Le massacre du 19 août 1987, dans le Berkshire, où Michael Robert Ryan tue seize personnes, semble avoir inspiré J. G. Ballard. L'écrivain anglais s'empare du sujet morbide pour monter une intrigue un peu plus complexe, même si la tuerie du Berkshire ne repose en rien sur des fondements psychologiques simples. Le sujet a toujours inspiré les auteurs, même en SF. Christopher Priest a écrit un roman extrêmement intéressant sur une tuerie similaire dans la petite ville de Bulverton (Devon): les extrêmes. C'est là qu'on réalise que les mots peuvent exprimer une violence inouïe. A l'instar de cet autre auteur, Ballard décrit avec moult détails cette zone résidentielle où un petit monde à part bouillonnait. Il y raconte l'organisation sans faille, la vie saine pour le corps et l'esprit, ce petit bout de paradis que chacun des habitants pouvait partager. Or, c'est dans ce coin bien précis que l'horreur a surgi sous la forme d'un massacre indescriptible.
Malgré les nombreuses questions surgies du mystère entourant la tuerie, le lecteur devine rapidement qui sont les responsables de cette boucherie.

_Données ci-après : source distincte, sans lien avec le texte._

//! The end-to-end scenarios from spec.md §8, each built as a hand-written
//! AST (no parser exists in this workspace) and run through
//! `compile_and_run`.

use cool::compile_and_run;
use cool_ast::{
    AttrDecl, BinOp, CaseArm, ClassDecl, Expr, ExprKind, LetBinding, MethodDecl, Param, Program,
    TypeRef,
};
use cool_common::Span;
use cool_interp::RuntimeErrorKind;

fn sp() -> Span {
    Span::synthetic()
}

fn e(kind: ExprKind) -> Expr {
    Expr::new(kind, sp())
}

fn main_class(attrs: Vec<AttrDecl>, methods: Vec<MethodDecl>) -> ClassDecl {
    ClassDecl {
        name: "Main".to_string(),
        parent: None,
        attrs,
        methods,
        span: sp(),
    }
}

fn method(name: &str, params: Vec<Param>, return_type: TypeRef, body: Expr) -> MethodDecl {
    MethodDecl {
        name: name.to_string(),
        params,
        return_type,
        body,
        span: sp(),
    }
}

/// 1. Happy path: a single trivial `main` runs to completion with no
/// diagnostics and no runtime error.
#[test]
fn happy_path_runs_to_completion() {
    let program = Program {
        classes: vec![main_class(
            vec![],
            vec![method("main", vec![], TypeRef::named("Object", sp()), e(ExprKind::IntLit(0)))],
        )],
    };
    let (diags, err) = compile_and_run(program, false);
    assert!(diags.is_empty());
    assert!(err.is_none());
}

/// 2. Assignment type mismatch: `let a:Int <- "" in 0` is rejected before
/// execution starts.
#[test]
fn assignment_type_mismatch_is_diagnosed_and_not_run() {
    let body = e(ExprKind::Let {
        bindings: vec![LetBinding {
            name: "a".to_string(),
            declared_type: TypeRef::named("Int", sp()),
            init: Some(e(ExprKind::StrLit(String::new()))),
            span: sp(),
        }],
        body: Box::new(e(ExprKind::IntLit(0))),
    });
    let program = Program {
        classes: vec![main_class(
            vec![],
            vec![method("main", vec![], TypeRef::named("Object", sp()), body)],
        )],
    };
    let (diags, err) = compile_and_run(program, false);
    assert!(diags.iter().any(|d| d == "Cannot convert \"String\" into \"Int\"."));
    assert!(err.is_none());
}

/// 3. Inference of a recursive, Ackermann-shaped method: `AUTO_TYPE` on
/// both parameters and the return type all resolve to `Int` once
/// inference reaches a fixed point, and the program runs cleanly.
///
/// `ackermann(m, n) : AUTO_TYPE { if m = 0 then n + 1 else
///     if n = 0 then self.ackermann(m - 1, 1) else
///     self.ackermann(m - 1, self.ackermann(m, n - 1)) fi fi }`
#[test]
fn recursive_method_auto_type_converges_to_int() {
    let ackermann_body = e(ExprKind::Conditional {
        cond: Box::new(e(ExprKind::Binary {
            op: BinOp::Equal,
            lhs: Box::new(e(ExprKind::Variable("m".to_string()))),
            rhs: Box::new(e(ExprKind::IntLit(0))),
        })),
        then_branch: Box::new(e(ExprKind::Binary {
            op: BinOp::Plus,
            lhs: Box::new(e(ExprKind::Variable("n".to_string()))),
            rhs: Box::new(e(ExprKind::IntLit(1))),
        })),
        else_branch: Box::new(e(ExprKind::Conditional {
            cond: Box::new(e(ExprKind::Binary {
                op: BinOp::Equal,
                lhs: Box::new(e(ExprKind::Variable("n".to_string()))),
                rhs: Box::new(e(ExprKind::IntLit(0))),
            })),
            then_branch: Box::new(e(ExprKind::MethodCall {
                receiver: Box::new(e(ExprKind::Variable("self".to_string()))),
                static_dispatch: None,
                method: "ackermann".to_string(),
                args: vec![
                    e(ExprKind::Binary {
                        op: BinOp::Minus,
                        lhs: Box::new(e(ExprKind::Variable("m".to_string()))),
                        rhs: Box::new(e(ExprKind::IntLit(1))),
                    }),
                    e(ExprKind::IntLit(1)),
                ],
            })),
            else_branch: Box::new(e(ExprKind::MethodCall {
                receiver: Box::new(e(ExprKind::Variable("self".to_string()))),
                static_dispatch: None,
                method: "ackermann".to_string(),
                args: vec![
                    e(ExprKind::Binary {
                        op: BinOp::Minus,
                        lhs: Box::new(e(ExprKind::Variable("m".to_string()))),
                        rhs: Box::new(e(ExprKind::IntLit(1))),
                    }),
                    e(ExprKind::MethodCall {
                        receiver: Box::new(e(ExprKind::Variable("self".to_string()))),
                        static_dispatch: None,
                        method: "ackermann".to_string(),
                        args: vec![
                            e(ExprKind::Variable("m".to_string())),
                            e(ExprKind::Binary {
                                op: BinOp::Minus,
                                lhs: Box::new(e(ExprKind::Variable("n".to_string()))),
                                rhs: Box::new(e(ExprKind::IntLit(1))),
                            }),
                        ],
                    }),
                ],
            })),
        })),
    });

    let ackermann = method(
        "ackermann",
        vec![
            Param {
                name: "m".to_string(),
                declared_type: TypeRef::auto(sp()),
                span: sp(),
            },
            Param {
                name: "n".to_string(),
                declared_type: TypeRef::auto(sp()),
                span: sp(),
            },
        ],
        TypeRef::auto(sp()),
        ackermann_body,
    );

    let main_body = e(ExprKind::MethodCall {
        receiver: Box::new(e(ExprKind::Variable("self".to_string()))),
        static_dispatch: None,
        method: "ackermann".to_string(),
        args: vec![e(ExprKind::IntLit(2)), e(ExprKind::IntLit(3))],
    });

    let program = Program {
        classes: vec![main_class(
            vec![],
            vec![
                method("main", vec![], TypeRef::named("Object", sp()), main_body),
                ackermann,
            ],
        )],
    };
    let (diags, err) = compile_and_run(program, false);
    assert!(diags.is_empty(), "diagnostics: {diags:?}");
    assert!(err.is_none(), "runtime error: {err:?}");
}

/// 4. Dispatch on void: `let a:Main in a.f()` type-checks (an
/// uninitialized `Main`-typed local conforms fine) but evaluating it
/// dispatches on a still-void receiver.
#[test]
fn dispatch_on_void_is_raised_at_runtime() {
    let main_body = e(ExprKind::Let {
        bindings: vec![LetBinding {
            name: "a".to_string(),
            declared_type: TypeRef::named("Main", sp()),
            init: None,
            span: sp(),
        }],
        body: Box::new(e(ExprKind::MethodCall {
            receiver: Box::new(e(ExprKind::Variable("a".to_string()))),
            static_dispatch: None,
            method: "f".to_string(),
            args: vec![],
        })),
    });
    let program = Program {
        classes: vec![main_class(
            vec![AttrDecl {
                name: "x".to_string(),
                declared_type: TypeRef::named("Int", sp()),
                init: None,
                span: sp(),
            }],
            vec![
                method("main", vec![], TypeRef::named("Object", sp()), main_body),
                method("f", vec![], TypeRef::named("Int", sp()), e(ExprKind::IntLit(0))),
            ],
        )],
    };
    let (diags, err) = compile_and_run(program, false);
    assert!(diags.is_empty(), "diagnostics: {diags:?}");
    assert_eq!(err.map(|e| e.kind), Some(RuntimeErrorKind::DispatchOnVoid));
}

/// 5. Case selection: a scrutinee whose static type is the common
/// ancestor `A` but whose runtime type is `C` picks the most specific
/// matching branch (`x:C`), not the shallower `x:B`.
#[test]
fn case_selects_the_most_specific_branch() {
    let a = ClassDecl {
        name: "A".to_string(),
        parent: None,
        attrs: vec![],
        methods: vec![],
        span: sp(),
    };
    let b = ClassDecl {
        name: "B".to_string(),
        parent: Some("A".to_string()),
        attrs: vec![],
        methods: vec![],
        span: sp(),
    };
    let c = ClassDecl {
        name: "C".to_string(),
        parent: Some("B".to_string()),
        attrs: vec![],
        methods: vec![],
        span: sp(),
    };

    let case_body = e(ExprKind::SwitchCase {
        scrutinee: Box::new(e(ExprKind::New(TypeRef::named("C", sp())))),
        arms: vec![
            CaseArm {
                name: "x".to_string(),
                declared_type: TypeRef::named("B", sp()),
                body: e(ExprKind::StrLit("B".to_string())),
                span: sp(),
            },
            CaseArm {
                name: "x".to_string(),
                declared_type: TypeRef::named("C", sp()),
                body: e(ExprKind::StrLit("C".to_string())),
                span: sp(),
            },
        ],
    });

    let program = Program {
        classes: vec![
            a,
            b,
            c,
            main_class(
                vec![],
                vec![method("main", vec![], TypeRef::named("Object", sp()), case_body)],
            ),
        ],
    };
    let (diags, err) = compile_and_run(program, false);
    assert!(diags.is_empty(), "diagnostics: {diags:?}");
    assert!(err.is_none());
}

/// 6. Inheritance cycle: both classes report a cycle diagnostic, and
/// the pipeline does not recurse infinitely in the process.
#[test]
fn inheritance_cycle_reports_both_classes_and_terminates() {
    let program = Program {
        classes: vec![
            ClassDecl {
                name: "A".to_string(),
                parent: Some("B".to_string()),
                attrs: vec![],
                methods: vec![],
                span: sp(),
            },
            ClassDecl {
                name: "B".to_string(),
                parent: Some("A".to_string()),
                attrs: vec![],
                methods: vec![],
                span: sp(),
            },
            main_class(
                vec![],
                vec![method("main", vec![], TypeRef::named("Object", sp()), e(ExprKind::IntLit(0)))],
            ),
        ],
    };
    let (diags, err) = compile_and_run(program, false);
    assert_eq!(diags.len(), 2, "diagnostics: {diags:?}");
    assert!(diags
        .iter()
        .all(|d| d.contains("is involved in an inheritance cycle.")));
    assert!(err.is_none());
}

Mais l'auteur semble vite s'en moquer car les questions essentielles sont le comment et surtout le pourquoi. Pourquoi l'horreur dans cet endroit merveilleux? Comment en sont ils venus à ça ? Comme attendu, l'intrigue est bien construite. Ballard nous place pile à l'endroit où il voulait, dans la tête de ce psychiatre aux froides réflexions et analyses détachées mais lucides. Cet effet est d'autant plus accentué par un style froid et analytique, de façon à ne pas distraire le lecteur de l'essentiel. Une ambiance digne du meilleur des mondes. Mais pas seulement l'ambiance, pas seulement.

La conclusion de à propos du Roman : Sauvagerie [2008]

Manu B.
80

Court, concis et palpitant, sauvagerie est une enquête fictive palpitante. James Graham Ballard maîtrise son sujet de bout en bout en allant directement à l'essentiel pour poser les bonnes questions.